◆ **TRY IT**:
Scan the material for the word "LeaseOutcome", and copy each line where it shows up.

+++++

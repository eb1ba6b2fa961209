use config::{Config, ConfigError, Environment, File};
use serde::Deserialize;
use std::path::{Path, PathBuf};
use std::time::Duration;

use crate::collections::EvictionPolicy;
use crate::coordination::{DegradationDetectorConfig, LockManagerConfig, RetryPolicy};
use crate::persistence::transaction_queue::TransactionQueueConfig;
use crate::services::ProberConfig;

/// Main configuration structure
#[derive(Debug, Clone, Deserialize)]
pub struct AppConfig {
    #[serde(default)]
    pub database: DatabaseConfig,
    #[serde(default)]
    pub queue: QueueConfig,
    #[serde(default)]
    pub detector: DegradationDetectorConfig,
    #[serde(default)]
    pub prober: ProberConfig,
    #[serde(default)]
    pub lease: LeaseConfig,
    /// Backoff shared by lease renewal and per-item recovery retries
    #[serde(default)]
    pub retry: RetryPolicy,
    #[serde(default)]
    pub dedupe: DedupeConfig,
    #[serde(default)]
    pub dashboard: DashboardConfig,
    #[serde(default)]
    pub logging: LoggingConfig,
    /// Seconds between queue status log lines while degraded (default: 30)
    #[serde(default = "default_status_log_interval_secs")]
    pub status_log_interval_secs: u64,
}

fn default_status_log_interval_secs() -> u64 {
    30
}

#[derive(Debug, Clone, Deserialize)]
pub struct DatabaseConfig {
    /// PostgreSQL connection URL for the roster datastore
    #[serde(default)]
    pub url: String,
    /// Maximum connections in pool
    #[serde(default = "default_max_connections")]
    pub max_connections: u32,
}

fn default_max_connections() -> u32 {
    5
}

impl Default for DatabaseConfig {
    fn default() -> Self {
        Self {
            url: String::new(),
            max_connections: default_max_connections(),
        }
    }
}

#[derive(Debug, Clone, Deserialize)]
pub struct QueueConfig {
    /// SQLite file backing the transaction queue
    #[serde(default = "default_queue_path")]
    pub path: PathBuf,
    #[serde(default = "default_max_retries")]
    pub max_retries: u32,
    /// Pending size above which admission logs a warning
    #[serde(default = "default_capacity_warning")]
    pub capacity_warning: usize,
    /// Age after which a processing claim is reclaimed
    #[serde(default = "default_processing_timeout_secs")]
    pub processing_timeout_secs: u64,
    /// How long completed/failed records are kept before purge
    #[serde(default = "default_retention_hours")]
    pub retention_hours: u64,
}

fn default_queue_path() -> PathBuf {
    PathBuf::from("data/rosterd-queue.db")
}

fn default_max_retries() -> u32 {
    crate::domain::DEFAULT_MAX_RETRIES
}

fn default_capacity_warning() -> usize {
    1000
}

fn default_processing_timeout_secs() -> u64 {
    300
}

fn default_retention_hours() -> u64 {
    72
}

impl Default for QueueConfig {
    fn default() -> Self {
        Self {
            path: default_queue_path(),
            max_retries: default_max_retries(),
            capacity_warning: default_capacity_warning(),
            processing_timeout_secs: default_processing_timeout_secs(),
            retention_hours: default_retention_hours(),
        }
    }
}

impl QueueConfig {
    pub fn queue_config(&self) -> TransactionQueueConfig {
        TransactionQueueConfig {
            max_retries: self.max_retries,
            capacity_warning: self.capacity_warning,
            processing_timeout: chrono::Duration::seconds(self.processing_timeout_secs as i64),
        }
    }

    pub fn retention(&self) -> chrono::Duration {
        chrono::Duration::hours(self.retention_hours as i64)
    }
}

/// Where the authority lease lives
#[derive(Debug, Clone, Copy, Default, PartialEq, Eq, Deserialize)]
#[serde(rename_all = "lowercase")]
pub enum LeaseBackend {
    /// Shared PostgreSQL table, visible to every instance
    #[default]
    Postgres,
    /// Local SQLite file; single-host deployments only
    Sqlite,
}

#[derive(Debug, Clone, Default, Deserialize)]
pub struct LeaseConfig {
    #[serde(flatten)]
    pub manager: LockManagerConfig,
    #[serde(default)]
    pub backend: LeaseBackend,
}

#[derive(Debug, Clone, Deserialize)]
pub struct DedupeConfig {
    #[serde(default = "default_dedupe_ttl_secs")]
    pub ttl_secs: u64,
    #[serde(default = "default_dedupe_max_entries")]
    pub max_entries: usize,
}

fn default_dedupe_ttl_secs() -> u64 {
    600
}

fn default_dedupe_max_entries() -> usize {
    1000
}

impl Default for DedupeConfig {
    fn default() -> Self {
        Self {
            ttl_secs: default_dedupe_ttl_secs(),
            max_entries: default_dedupe_max_entries(),
        }
    }
}

impl DedupeConfig {
    pub fn policy(&self) -> EvictionPolicy {
        EvictionPolicy::new(Duration::from_secs(self.ttl_secs), self.max_entries)
    }
}

#[derive(Debug, Clone, Deserialize)]
pub struct DashboardConfig {
    /// Dashboard server port (default: 8080)
    #[serde(default = "default_dashboard_port")]
    pub port: u16,
}

fn default_dashboard_port() -> u16 {
    8080
}

impl Default for DashboardConfig {
    fn default() -> Self {
        Self {
            port: default_dashboard_port(),
        }
    }
}

#[derive(Debug, Clone, Deserialize)]
pub struct LoggingConfig {
    /// Log level (trace, debug, info, warn, error)
    #[serde(default = "default_log_level")]
    pub level: String,
    /// Enable JSON formatted logs
    #[serde(default)]
    pub json: bool,
}

fn default_log_level() -> String {
    "info".to_string()
}

impl Default for LoggingConfig {
    fn default() -> Self {
        Self {
            level: default_log_level(),
            json: false,
        }
    }
}

impl AppConfig {
    /// Load configuration from files and environment
    pub fn load() -> Result<Self, ConfigError> {
        Self::load_from("config")
    }

    /// Load configuration from a specific directory
    pub fn load_from<P: AsRef<Path>>(config_dir: P) -> Result<Self, ConfigError> {
        let config_dir = config_dir.as_ref();

        let builder = Config::builder()
            .set_default("logging.level", "info")?
            .set_default("logging.json", false)?
            .set_default("database.max_connections", 5)?
            // Load default config file
            .add_source(File::from(config_dir.join("default.toml")).required(false))
            // Load environment-specific config (e.g., config/production.toml)
            .add_source(
                File::from(config_dir.join(
                    std::env::var("ROSTERD_ENV").unwrap_or_else(|_| "development".to_string()),
                ))
                .required(false),
            )
            // Override with environment variables (ROSTERD__LEASE__DURATION_SECS, etc.)
            .add_source(
                Environment::with_prefix("ROSTERD")
                    .prefix_separator("__")
                    .separator("__")
                    .try_parsing(true),
            );

        builder.build()?.try_deserialize()
    }

    pub fn status_log_interval(&self) -> Duration {
        Duration::from_secs(self.status_log_interval_secs)
    }

    /// Validate configuration values
    pub fn validate(&self) -> Result<(), Vec<String>> {
        let mut errors = Vec::new();

        if self.database.url.trim().is_empty() {
            errors.push("database.url is required".to_string());
        }

        if self.detector.failure_threshold == 0 {
            errors.push("detector.failure_threshold must be at least 1".to_string());
        }
        if self.detector.success_threshold == 0 {
            errors.push("detector.success_threshold must be at least 1".to_string());
        }

        if self.prober.interval_secs == 0 {
            errors.push("prober.interval_secs must be positive".to_string());
        }

        let lease = &self.lease.manager;
        if lease.renewal_interval_secs == 0 {
            errors.push("lease.renewal_interval_secs must be positive".to_string());
        }
        if lease.duration_secs <= 2 * lease.renewal_interval_secs {
            errors.push(format!(
                "lease.duration_secs ({}) must exceed twice lease.renewal_interval_secs ({})",
                lease.duration_secs, lease.renewal_interval_secs
            ));
        }

        if self.retry.max_attempts == 0 {
            errors.push("retry.max_attempts must be at least 1".to_string());
        }
        if self.retry.multiplier < 1.0 {
            errors.push("retry.multiplier must be at least 1.0".to_string());
        }
        if !(0.0..=1.0).contains(&self.retry.jitter) {
            errors.push("retry.jitter must be between 0 and 1".to_string());
        }

        if self.queue.max_retries == 0 {
            errors.push("queue.max_retries must be at least 1".to_string());
        }
        if self.dedupe.max_entries == 0 {
            errors.push("dedupe.max_entries must be at least 1".to_string());
        }

        if errors.is_empty() {
            Ok(())
        } else {
            Err(errors)
        }
    }
}

#[cfg(test)]
mod tests {
    use super::*;

    #[test]
    fn test_defaults_from_empty_dir() {
        let dir = tempfile::tempdir().unwrap();
        let config = AppConfig::load_from(dir.path()).unwrap();

        assert_eq!(config.queue.max_retries, 3);
        assert_eq!(config.detector.failure_threshold, 3);
        assert_eq!(config.detector.success_threshold, 2);
        assert_eq!(config.lease.manager.resource, "bot_authority");
        assert_eq!(config.lease.manager.duration_secs, 120);
        assert_eq!(config.lease.backend, LeaseBackend::Postgres);
        assert_eq!(config.prober.timeout_ms, 3000);
        assert_eq!(config.dashboard.port, 8080);
        assert_eq!(config.status_log_interval_secs, 30);
    }

    #[test]
    fn test_file_overrides() {
        let dir = tempfile::tempdir().unwrap();
        std::fs::write(
            dir.path().join("default.toml"),
            r#"
            [database]
            url = "postgres://localhost/roster"

            [lease]
            backend = "sqlite"
            duration_secs = 60
            renewal_interval_secs = 10

            [retry]
            base_delay_ms = 250
            "#,
        )
        .unwrap();

        let config = AppConfig::load_from(dir.path()).unwrap();
        assert_eq!(config.lease.backend, LeaseBackend::Sqlite);
        assert_eq!(config.lease.manager.duration_secs, 60);
        assert_eq!(config.retry.base_delay_ms, 250);
        assert_eq!(config.retry.max_attempts, 3);
        assert!(config.validate().is_ok());
    }

    #[test]
    fn test_validate_rejects_bad_values() {
        let dir = tempfile::tempdir().unwrap();
        let mut config = AppConfig::load_from(dir.path()).unwrap();
        config.database.url = "postgres://localhost/roster".to_string();
        assert!(config.validate().is_ok());

        config.detector.failure_threshold = 0;
        config.lease.manager.duration_secs = 60;
        config.retry.jitter = 1.5;
        let errors = config.validate().unwrap_err();
        assert_eq!(errors.len(), 3);
        assert!(errors.iter().any(|e| e.contains("failure_threshold")));
        assert!(errors.iter().any(|e| e.contains("lease.duration_secs")));
        assert!(errors.iter().any(|e| e.contains("jitter")));
    }
}
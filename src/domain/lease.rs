use chrono::{DateTime, Utc};
use serde::{Deserialize, Serialize};

/// Resource name guarding mutation authority for the bot
pub const BOT_AUTHORITY_RESOURCE: &str = "bot_authority";

/// Time-bounded grant of exclusive authority over a resource
#[derive(Debug, Clone, PartialEq, Eq, Serialize, Deserialize)]
pub struct LockLease {
    pub resource_name: String,
    pub owner_id: String,
    pub acquired_at: DateTime<Utc>,
    pub expires_at: DateTime<Utc>,
    /// Renewals since this owner took the lease
    pub renew_count: u64,
}

impl LockLease {
    pub fn is_expired(&self, now: DateTime<Utc>) -> bool {
        now >= self.expires_at
    }

    pub fn is_held_by(&self, owner_id: &str, now: DateTime<Utc>) -> bool {
        self.owner_id == owner_id && !self.is_expired(now)
    }
}

/// Result of one conditional acquire-or-renew write
#[derive(Debug, Clone, Copy, PartialEq, Eq, Serialize, Deserialize)]
#[serde(rename_all = "lowercase")]
pub enum LeaseOutcome {
    /// Lease was free, expired, or newly created and now belongs to the caller
    Acquired,
    /// Caller already held the lease and extended it
    Renewed,
    /// Another owner holds an unexpired lease
    Denied,
}

impl LeaseOutcome {
    pub fn is_held(&self) -> bool {
        !matches!(self, LeaseOutcome::Denied)
    }
}

impl std::fmt::Display for LeaseOutcome {
    fn fmt(&self, f: &mut std::fmt::Formatter<'_>) -> std::fmt::Result {
        match self {
            LeaseOutcome::Acquired => write!(f, "acquired"),
            LeaseOutcome::Renewed => write!(f, "renewed"),
            LeaseOutcome::Denied => write!(f, "denied"),
        }
    }
}

/// Random per-process instance identity
pub fn generate_owner_id() -> String {
    let host = std::env::var("HOSTNAME").unwrap_or_else(|_| "local".to_string());
    format!(
        "{}-{}-{}",
        host,
        std::process::id(),
        &uuid::Uuid::new_v4().simple().to_string()[..8]
    )
}

#[cfg(test)]
mod tests {
    use super::*;
    use chrono::Duration;

    #[test]
    fn test_lease_expiry_and_ownership() {
        let now = Utc::now();
        let lease = LockLease {
            resource_name: BOT_AUTHORITY_RESOURCE.to_string(),
            owner_id: "A".to_string(),
            acquired_at: now,
            expires_at: now + Duration::seconds(120),
            renew_count: 0,
        };

        assert!(lease.is_held_by("A", now));
        assert!(!lease.is_held_by("B", now));
        assert!(lease.is_expired(now + Duration::seconds(120)));
        assert!(!lease.is_held_by("A", now + Duration::seconds(121)));
    }

    #[test]
    fn test_owner_ids_differ_per_call() {
        assert_ne!(generate_owner_id(), generate_owner_id());
    }
}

+++++

◆ **OUTPUT FOR THIS EXERCISE**:
pub enum LeaseOutcome {
impl LeaseOutcome {
        !matches!(self, LeaseOutcome::Denied)
impl std::fmt::Display for LeaseOutcome {
            LeaseOutcome::Acquired => write!(f, "acquired"),
            LeaseOutcome::Renewed => write!(f, "renewed"),
            LeaseOutcome::Denied => write!(f, "denied"),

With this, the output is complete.